PROBLEM — Copy out again, unchanged, the listing below from the line that has "#[derive(Debug, Clone, Default)]" through the line that has "assert_eq!(violations.len(), 1);".

INPUT FOR THIS TASK —
=== Begin Enclosure ===

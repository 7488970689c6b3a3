//! Rule to forbid files without code.
//!
//! # Rationale
//!
//! A file holding only a package line, imports, whitespace or comments is
//! usually left over from a refactoring.
//!
//! # Detected Patterns
//!
//! - Empty files
//! - Files containing only `package`/`import` directives and trivia
//!
//! # Suppression
//!
//! - `// treelint: allow-file(no-empty-file)` comment

use treelint_core::{ElementKind, NodeId, Rule, RuleDescriptor, RuleError, VisitContext};

/// Rule name for no-empty-file.
pub const NAME: &str = "no-empty-file";

/// Reports a file that contains no code besides directives.
#[derive(Debug, Clone, Default)]
pub struct NoEmptyFile;

impl NoEmptyFile {
    /// Creates a new rule instance.
    #[must_use]
    pub fn new() -> Self {
        Self
    }
}

impl Rule for NoEmptyFile {
    fn descriptor(&self) -> RuleDescriptor {
        RuleDescriptor::new(NAME).description("Forbids files without any code")
    }

    fn before_visit_children(
        &mut self,
        node: NodeId,
        ctx: &mut VisitContext<'_>,
    ) -> Result<(), RuleError> {
        let tree = ctx.tree();
        if node != tree.root() {
            return Ok(());
        }
        let has_code = tree.children(node).iter().any(|&child| {
            let kind = tree.kind(child);
            kind.is_code()
                && kind != ElementKind::PackageDirective
                && kind != ElementKind::ImportDirective
        });
        if !has_code {
            let message = match ctx.file_path().and_then(|p| p.file_name()) {
                Some(name) => format!("File '{}' should not be empty", name.to_string_lossy()),
                None => "File should not be empty".to_string(),
            };
            ctx.emit(0, message, false);
        }
        Ok(())
    }
}

#[cfg(test)]
mod tests {
    use super::*;
    use crate::test_support::{engine, lint};
    use treelint_core::{Code, RuleProvider};

    #[test]
    fn test_detects_empty_text() {
        let violations = lint(RuleProvider::of::<NoEmptyFile>(), "");
        assert_eq!(violations.len(), 1);
        assert_eq!(violations[0].message, "File should not be empty");
        assert_eq!(violations[0].location.offset, 0);
    }

    #[test]
    fn test_detects_directives_and_comments_only() {
        let text = "package a.b\n\nimport c.D\n// nothing here\n";
        assert_eq!(lint(RuleProvider::of::<NoEmptyFile>(), text).len(), 1);
    }

    #[test]
    fn test_allows_code() {
        let text = "package a.b\n\nval x = 1\n";
        assert!(lint(RuleProvider::of::<NoEmptyFile>(), text).is_empty());
    }

    #[test]
    fn test_message_names_file() {
        let outcome = engine(RuleProvider::of::<NoEmptyFile>(), &[])
            .lint(&Code::from_file("src/Empty.kt", "\n"))
            .unwrap();
        assert_eq!(outcome.violations.len(), 1);
        assert_eq!(
            outcome.violations[0].message,
            "File 'Empty.kt' should not be empty"
        );
    }
}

=== End Enclosure ===

THE ANSWER —
#[derive(Debug, Clone, Default)]
pub struct NoEmptyFile;

impl NoEmptyFile {
    /// Creates a new rule instance.
    #[must_use]
    pub fn new() -> Self {
        Self
    }
}

impl Rule for NoEmptyFile {
    fn descriptor(&self) -> RuleDescriptor {
        RuleDescriptor::new(NAME).description("Forbids files without any code")
    }

    fn before_visit_children(
        &mut self,
        node: NodeId,
        ctx: &mut VisitContext<'_>,
    ) -> Result<(), RuleError> {
        let tree = ctx.tree();
        if node != tree.root() {
            return Ok(());
        }
        let has_code = tree.children(node).iter().any(|&child| {
            let kind = tree.kind(child);
            kind.is_code()
                && kind != ElementKind::PackageDirective
                && kind != ElementKind::ImportDirective
        });
        if !has_code {
            let message = match ctx.file_path().and_then(|p| p.file_name()) {
                Some(name) => format!("File '{}' should not be empty", name.to_string_lossy()),
                None => "File should not be empty".to_string(),
            };
            ctx.emit(0, message, false);
        }
        Ok(())
    }
}

#[cfg(test)]
mod tests {
    use super::*;
    use crate::test_support::{engine, lint};
    use treelint_core::{Code, RuleProvider};

    #[test]
    fn test_detects_empty_text() {
        let violations = lint(RuleProvider::of::<NoEmptyFile>(), "");
        assert_eq!(violations.len(), 1);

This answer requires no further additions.